Certain Women – The last thing we remembered being good

Certain Women has been my favorite movie of 2016. I have to write about it because I haven’t quite been able to figure out why it moved me so much.

We are in the Midwest, says the daring, drawn-out opening shot: the plains are wide, the skies gray, where the wind itself seems to come alive. A distant horn cuts through it all, and for about half a minute we are watching a freight train come into view and slide through the landscape, setting the tone and the rhythms, sounding the keynote to the aural landscape of what is to come. In Certain Women, so much tension surges from so little, with a pace so slow it aches. (It’s like the opposite of No Country for Old Men.)

Montana, specifically. Maile Meloy’s short stories, set there, in cities and distant hamlets, inspired the three-part screenplay: each grants us an oblique look into a woman’s life.

Laura (Laura Dern) is the lawyer of an obstinate client, who got into an accident at work and is now injured and unemployable. He wants to get back at his old boss, but having unwittingly agreed to an unsatisfying settlement, he has no case to make. He won’t hear it from her though. Only when another lawyer—a man—repeats what Laura has been saying for months does he resign. In a final, desperate effort, he takes a hostage. Laura gets sent in to negotiate. His scheme crumbles when he tries to escape but forgets to take his gun—out of exhaustion, perhaps, or out of sudden sympathy for Laura. The film leaves the question open/unanswered.

Gina (Michelle Williams) is married and the hard-working mother of an adolescent daughter. She and her husband—whom we first encounter the morning after he cheats on her with Laura—have decided to build a house out in the country. The neighbor Albert, a solitary man suffering from memory loss, would have just the right building materials for the house: some old sandstone from the settler days is lying around on his property. But with her husband being no great help, it takes all her willpower and charm to get Albert to part with his rocks. To cope, she goes on runs and smokes secretly in the forest.
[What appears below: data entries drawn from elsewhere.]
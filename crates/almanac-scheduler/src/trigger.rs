//! Natural trigger management.
//!
//! Every tick, workflows whose `next_natural_trigger` instant has passed get
//! a `triggerExecution` for that partition, and the instant advances to the
//! successor partition. Disabled and unconfigured workflows still advance,
//! so re-enabling a workflow does not unleash a backlog of stale partitions.

use std::sync::Arc;

use chrono::{DateTime, Utc};
use tokio::sync::Mutex;
use tracing::{debug, info, warn};

use almanac_core::id::natural_trigger_id;
use almanac_core::state::TriggerParameters;
use almanac_core::{Workflow, WorkflowInstance};

use crate::error::{Error, Result};
use crate::metrics::{labels, names, time_tick};
use crate::state_manager::StateManager;
use crate::storage::Storage;

/// Emits natural triggers as wall-clock time passes partition boundaries.
pub struct TriggerManager {
    storage: Arc<dyn Storage>,
    state_manager: Arc<StateManager>,
    ticking: Mutex<()>,
}

impl TriggerManager {
    /// Creates a trigger manager.
    #[must_use]
    pub fn new(storage: Arc<dyn Storage>, state_manager: Arc<StateManager>) -> Self {
        Self {
            storage,
            state_manager,
            ticking: Mutex::new(()),
        }
    }

    /// Runs one tick. Skips (with a warning) if the previous tick is still
    /// running.
    pub async fn tick(&self) {
        let Ok(_guard) = self.ticking.try_lock() else {
            warn!("previous trigger-manager tick still running, skipping");
            return;
        };
        let _timing = time_tick("trigger");

        let now = Utc::now();
        let workflows = match self.storage.workflows_with_next_natural_trigger().await {
            Ok(workflows) => workflows,
            Err(error) => {
                warn!(error = %error, "failed to read workflows, skipping tick");
                return;
            }
        };

        for (workflow, next_trigger) in workflows {
            if next_trigger > now {
                continue;
            }
            if let Err(error) = self.fire(&workflow, next_trigger).await {
                warn!(
                    workflow = %workflow.id,
                    error = %error,
                    "natural trigger failed, will retry next tick"
                );
            }
        }
    }

    /// Fires one natural trigger and advances the workflow's trigger instant.
    ///
    /// The instant advances even for disabled or unconfigured workflows; a
    /// storage failure leaves it in place so the next tick retries.
    async fn fire(&self, workflow: &Workflow, instant: DateTime<Utc>) -> Result<()> {
        let enabled = self.storage.is_enabled(&workflow.id).await?;

        if enabled && workflow.is_configured() {
            let parameter = workflow.schedule.to_parameter(instant);
            let instance = WorkflowInstance::new(workflow.id.clone(), parameter);
            let trigger_result = self
                .state_manager
                .trigger(
                    instance.clone(),
                    natural_trigger_id(),
                    TriggerParameters::default(),
                    None,
                )
                .await;
            match trigger_result {
                Ok(()) => {
                    info!(instance = %instance, "natural trigger");
                    metrics::counter!(names::TRIGGERS_TOTAL, labels::SOURCE => "natural")
                        .increment(1);
                }
                Err(Error::AlreadyActive { .. }) => {
                    debug!(instance = %instance, "instance already active, advancing");
                }
                Err(error) => return Err(error),
            }
        } else {
            debug!(
                workflow = %workflow.id,
                enabled,
                configured = workflow.is_configured(),
                "skipping natural trigger"
            );
        }

        let successor = workflow.schedule.next_instant(instant)?;
        self.storage
            .update_next_natural_trigger(&workflow.id, successor)
            .await
    }
}

/// Stores a workflow and (re-)initializes its natural trigger bookkeeping.
///
/// On first registration, and whenever the schedule partitioning changes,
/// the next natural trigger is set to the first aligned instant at or after
/// `now`.
///
/// # Errors
///
/// Returns an error if storage fails or the schedule arithmetic does.
pub async fn register_workflow(
    storage: &dyn Storage,
    workflow: &Workflow,
    now: DateTime<Utc>,
) -> Result<()> {
    let existing = storage.workflow(&workflow.id).await?;
    storage.store_workflow(workflow).await?;

    let repartitioned = existing.is_none_or(|old| old.schedule != workflow.schedule);
    if repartitioned {
        let next = workflow.schedule.first_instant_at_or_after(now)?;
        info!(workflow = %workflow.id, next = %next, "initializing next natural trigger");
        storage
            .update_next_natural_trigger(&workflow.id, next)
            .await?;
    }
    Ok(())
}

#[cfg(test)]
mod tests {
    use super::*;
    use almanac_core::workflow::WorkflowConfiguration;
    use almanac_core::{Schedule, State, WorkflowId};
    use chrono::{Duration, TimeZone};

    use crate::storage::memory::MemStorage;

    fn workflow(image: Option<&str>) -> Workflow {
        Workflow::new(
            WorkflowId::new("styx", "daily"),
            Schedule::Days,
            WorkflowConfiguration {
                docker_image: image.map(str::to_string),
                ..WorkflowConfiguration::default()
            },
        )
    }

    async fn setup(image: Option<&str>) -> (Arc<MemStorage>, Arc<StateManager>, TriggerManager) {
        let storage = Arc::new(MemStorage::new());
        let past = Utc.with_ymd_and_hms(2020, 1, 1, 0, 0, 0).unwrap();
        register_workflow(storage.as_ref(), &workflow(image), past)
            .await
            .unwrap();

        let manager = StateManager::new(Arc::clone(&storage) as Arc<dyn Storage>);
        manager.start(2).await;
        let triggers = TriggerManager::new(
            Arc::clone(&storage) as Arc<dyn Storage>,
            Arc::clone(&manager),
        );
        (storage, manager, triggers)
    }

    #[tokio::test]
    async fn due_workflow_is_triggered_and_advanced() {
        let (storage, manager, triggers) = setup(Some("busybox:1")).await;

        triggers.tick().await;

        let states = manager.active_states().await;
        assert_eq!(states.len(), 1);
        let state = states.values().next().unwrap();
        assert_eq!(state.state, State::Queued);
        assert_eq!(state.instance.parameter, "2020-01-01");
        assert!(
            state
                .data
                .trigger_id
                .as_deref()
                .unwrap()
                .starts_with("natural-")
        );

        // The trigger instant moved to the successor partition.
        let rows = storage.workflows_with_next_natural_trigger().await.unwrap();
        assert_eq!(
            rows[0].1,
            Utc.with_ymd_and_hms(2020, 1, 2, 0, 0, 0).unwrap()
        );
    }

    #[tokio::test]
    async fn unconfigured_workflow_advances_without_triggering() {
        let (storage, manager, triggers) = setup(None).await;

        triggers.tick().await;

        assert!(manager.active_states().await.is_empty());
        let rows = storage.workflows_with_next_natural_trigger().await.unwrap();
        assert_eq!(
            rows[0].1,
            Utc.with_ymd_and_hms(2020, 1, 2, 0, 0, 0).unwrap()
        );
    }

    #[tokio::test]
    async fn disabled_workflow_advances_without_triggering() {
        let (storage, manager, triggers) = setup(Some("busybox:1")).await;
        storage
            .set_enabled(&WorkflowId::new("styx", "daily"), false)
            .await
            .unwrap();

        triggers.tick().await;

        assert!(manager.active_states().await.is_empty());
        let rows = storage.workflows_with_next_natural_trigger().await.unwrap();
        assert_eq!(
            rows[0].1,
            Utc.with_ymd_and_hms(2020, 1, 2, 0, 0, 0).unwrap()
        );
    }

    #[tokio::test]
    async fn future_trigger_instants_are_left_alone() {
        let storage = Arc::new(MemStorage::new());
        register_workflow(
            storage.as_ref(),
            &workflow(Some("busybox:1")),
            Utc::now() + Duration::days(2),
        )
        .await
        .unwrap();

        let manager = StateManager::new(Arc::clone(&storage) as Arc<dyn Storage>);
        manager.start(2).await;
        let triggers = TriggerManager::new(
            Arc::clone(&storage) as Arc<dyn Storage>,
            Arc::clone(&manager),
        );

        triggers.tick().await;
        assert!(manager.active_states().await.is_empty());
    }

    #[tokio::test]
    async fn registration_initializes_to_first_aligned_instant() {
        let storage = MemStorage::new();
        let now = Utc.with_ymd_and_hms(2020, 1, 1, 5, 30, 0).unwrap();
        register_workflow(&storage, &workflow(Some("busybox:1")), now)
            .await
            .unwrap();

        let rows = storage.workflows_with_next_natural_trigger().await.unwrap();
        assert_eq!(
            rows[0].1,
            Utc.with_ymd_and_hms(2020, 1, 2, 0, 0, 0).unwrap()
        );
    }

    #[tokio::test]
    async fn re_registration_keeps_the_cursor_unless_partitioning_changes() {
        let storage = MemStorage::new();
        let now = Utc.with_ymd_and_hms(2020, 1, 1, 0, 0, 0).unwrap();
        register_workflow(&storage, &workflow(Some("busybox:1")), now)
            .await
            .unwrap();

        // Same schedule later: cursor untouched.
        let later = now + Duration::days(10);
        register_workflow(&storage, &workflow(Some("busybox:2")), later)
            .await
            .unwrap();
        let rows = storage.workflows_with_next_natural_trigger().await.unwrap();
        assert_eq!(rows[0].1, now);

        // Changed partitioning: cursor re-initialized.
        let hourly = Workflow::new(
            WorkflowId::new("styx", "daily"),
            Schedule::Hours,
            WorkflowConfiguration {
                docker_image: Some("busybox:2".into()),
                ..WorkflowConfiguration::default()
            },
        );
        register_workflow(&storage, &hourly, later).await.unwrap();
        let rows = storage.workflows_with_next_natural_trigger().await.unwrap();
        assert_eq!(rows[0].1, later);
    }
}
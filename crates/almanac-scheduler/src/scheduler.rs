//! The scheduler tick: timeouts, dequeueing, and retry firing.
//!
//! Every tick scans the active run states and:
//!
//! - posts `timeout` for states older than their configured TTL
//! - posts `dequeue` for queued instances
//! - posts `retry` for waiting instances whose backoff elapsed
//!
//! Ticks never overlap; if the previous tick is still running the new one is
//! skipped with a warning. Failures inside a tick are logged and never
//! propagate to the ticker task.

use std::collections::HashMap;
use std::sync::Arc;

use chrono::{DateTime, Duration, Utc};
use tokio::sync::Mutex;
use tracing::{info, warn};

use almanac_core::{Event, RunState, State};

use crate::error::{Error, Result};
use crate::metrics::{labels, names, time_tick};
use crate::state_manager::{EventSink, StateManager};

/// Default TTL applied to states without an explicit entry.
fn default_ttl() -> Duration {
    Duration::hours(24)
}

/// Per-state time-to-live configuration.
///
/// Parsed from a `state label → ISO-8601 duration` mapping with a `default`
/// key, e.g. `{"submitted": "PT10M", "running": "PT24H", "default": "PT5M"}`.
#[derive(Debug, Clone)]
pub struct TimeoutConfig {
    ttls: HashMap<State, Duration>,
    default_ttl: Duration,
}

impl TimeoutConfig {
    /// Builds the configuration from raw label/duration strings.
    ///
    /// # Errors
    ///
    /// Returns a configuration error for unknown state labels or malformed
    /// durations.
    pub fn from_map(raw: &HashMap<String, String>) -> Result<Self> {
        let mut ttls = HashMap::new();
        let mut default_ttl = default_ttl();

        for (label, value) in raw {
            let ttl = parse_iso8601_duration(value)?;
            if label.eq_ignore_ascii_case("default") {
                default_ttl = ttl;
                continue;
            }
            let state = State::all()
                .into_iter()
                .find(|state| state.as_label().eq_ignore_ascii_case(label))
                .ok_or_else(|| {
                    Error::configuration(format!("unknown state in stale-state-ttls: {label}"))
                })?;
            ttls.insert(state, ttl);
        }

        Ok(Self { ttls, default_ttl })
    }

    /// Returns the TTL for a state.
    #[must_use]
    pub fn ttl(&self, state: State) -> Duration {
        self.ttls.get(&state).copied().unwrap_or(self.default_ttl)
    }
}

impl Default for TimeoutConfig {
    fn default() -> Self {
        Self {
            ttls: HashMap::new(),
            default_ttl: default_ttl(),
        }
    }
}

/// The periodic scheduler over active run states.
pub struct Scheduler {
    state_manager: Arc<StateManager>,
    ttls: TimeoutConfig,
    ticking: Mutex<()>,
}

impl Scheduler {
    /// Creates a scheduler.
    #[must_use]
    pub fn new(state_manager: Arc<StateManager>, ttls: TimeoutConfig) -> Self {
        Self {
            state_manager,
            ttls,
            ticking: Mutex::new(()),
        }
    }

    /// Runs one tick. Skips (with a warning) if the previous tick is still
    /// running.
    pub async fn tick(&self) {
        let Ok(_guard) = self.ticking.try_lock() else {
            warn!("previous scheduler tick still running, skipping");
            return;
        };
        let _timing = time_tick("scheduler");

        let now = Utc::now();
        for (instance, state) in self.state_manager.active_states().await {
            let event = Self::next_action(&state, &self.ttls, now);
            let Some(event) = event else { continue };

            if matches!(event, Event::Timeout) {
                info!(instance = %instance, state = %state.state, "state exceeded its ttl");
                metrics::counter!(
                    names::TIMEOUTS_TOTAL,
                    labels::STATE => state.state.as_label()
                )
                .increment(1);
            }

            if let Err(error) = self.state_manager.receive(&instance, event).await {
                // The instance may have moved concurrently; the next tick
                // will see the fresh state.
                warn!(instance = %instance, error = %error, "scheduler event rejected");
            }
        }
    }

    fn next_action(state: &RunState, ttls: &TimeoutConfig, now: DateTime<Utc>) -> Option<Event> {
        if now - state.timestamp >= ttls.ttl(state.state) {
            return Some(Event::Timeout);
        }
        match state.state {
            State::Queued => Some(Event::Dequeue),
            State::AwaitingRetry if retry_due(state, now) => Some(Event::Retry),
            _ => None,
        }
    }
}

fn retry_due(state: &RunState, now: DateTime<Utc>) -> bool {
    state
        .data
        .retry_delay_millis
        .is_none_or(|millis| state.timestamp + Duration::milliseconds(millis) <= now)
}

/// Parses an ISO-8601 duration of the form `PnW` / `PnDTnHnMnS`.
///
/// Calendar-relative fields (years, months) are rejected: TTLs must be exact
/// durations.
///
/// # Errors
///
/// Returns a configuration error for anything that is not a valid duration.
pub fn parse_iso8601_duration(value: &str) -> Result<Duration> {
    let input = value.trim().to_ascii_uppercase();
    let invalid = |message: &str| {
        Error::configuration(format!("invalid ISO-8601 duration {value:?}: {message}"))
    };

    let Some(body) = input.strip_prefix('P') else {
        return Err(invalid("must start with 'P'"));
    };
    if body.is_empty() {
        return Err(invalid("empty duration"));
    }

    let mut seconds: i64 = 0;
    let mut number = String::new();
    let mut in_time_part = false;
    let mut saw_field = false;

    for c in body.chars() {
        match c {
            'T' if !in_time_part => in_time_part = true,
            '0'..='9' => number.push(c),
            'W' | 'D' | 'H' | 'M' | 'S' => {
                let quantity: i64 = number
                    .parse()
                    .map_err(|_| invalid("missing number before unit"))?;
                number.clear();
                saw_field = true;
                let unit_seconds = match c {
                    'W' => 7 * 24 * 3600,
                    'D' => 24 * 3600,
                    'H' if in_time_part => 3600,
                    'M' if in_time_part => 60,
                    'S' if in_time_part => 1,
                    'M' => return Err(invalid("calendar months are not supported")),
                    _ => return Err(invalid("time unit outside the time part")),
                };
                seconds = quantity
                    .checked_mul(unit_seconds)
                    .and_then(|s| seconds.checked_add(s))
                    .ok_or_else(|| invalid("duration overflow"))?;
            }
            'Y' => return Err(invalid("calendar years are not supported")),
            _ => return Err(invalid("unexpected character")),
        }
    }

    if !number.is_empty() {
        return Err(invalid("trailing number without unit"));
    }
    if !saw_field {
        return Err(invalid("no fields"));
    }
    Ok(Duration::seconds(seconds))
}
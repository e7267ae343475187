//! # almanac-scheduler
//!
//! The engine of the almanac workflow scheduler.
//!
//! This crate drives time-partitioned, containerized workflow executions:
//!
//! - **State manager**: an event-serialized, sharded driver of the
//!   per-instance state machine, with replay-from-log recovery
//! - **Scheduler tick**: timeout enforcement, dequeueing, and retry firing
//! - **Trigger manager**: natural trigger emission as wall-clock time passes
//!   partition boundaries
//! - **Backfill engine**: bounded, monotonic replays of historical partitions
//!   under per-backfill concurrency caps
//! - **Submission pipeline**: rate-limited dispatch to an external container
//!   runner
//!
//! ## Durability model
//!
//! Every state transition is appended to a per-instance event log before any
//! side effect runs; the active-instance index is updated in the same storage
//! transaction. On restart, replaying each active instance's log rebuilds the
//! in-memory state; replay is the only recovery mechanism.
//!
//! ## Concurrency model
//!
//! Events for one instance are serialized by hashing instances onto
//! single-threaded shard workers. Output handlers run on separate spawned
//! tasks so runner RPC latency never stalls a shard. Tickers are
//! non-overlapping; a slow tick delays, never compounds, the next.

#![forbid(unsafe_code)]
#![deny(missing_docs)]
#![deny(rust_2018_idioms)]
#![warn(clippy::pedantic)]

pub mod backfill;
pub mod config;
pub mod error;
pub mod handlers;
pub mod metrics;
pub mod rate_limit;
pub mod replay;
pub mod runner;
pub mod runtime;
pub mod scheduler;
pub mod state_manager;
pub mod storage;
pub mod trigger;

pub use backfill::{BackfillManager, CreateBackfillRequest};
pub use config::SchedulerConfig;
pub use error::{Error, Result};
pub use rate_limit::SubmissionRateLimiter;
pub use runner::{DockerRunner, RunSpec};
pub use scheduler::{Scheduler, TimeoutConfig};
pub use state_manager::{EventSink, StateManager};
pub use storage::{Storage, memory::MemStorage};
pub use trigger::TriggerManager;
Far out of town, an unnamed young woman (the brilliant Lily Gladstone) is living alone on a ranch and takes care of horses. During one of her roamings about town, she finds herself in a night class about school law for local teachers, taught by nomadic young lawyer Elizabeth (Kristen Stewart), who endures a four-hour commute in addition to a job back in her hometown in the morning in order to make ends meet. They talk, but only briefly, after the course in the local diner, before Elizabeth has to make her way home again across dark and icy highways. One day, the rancher decides to bring a horse.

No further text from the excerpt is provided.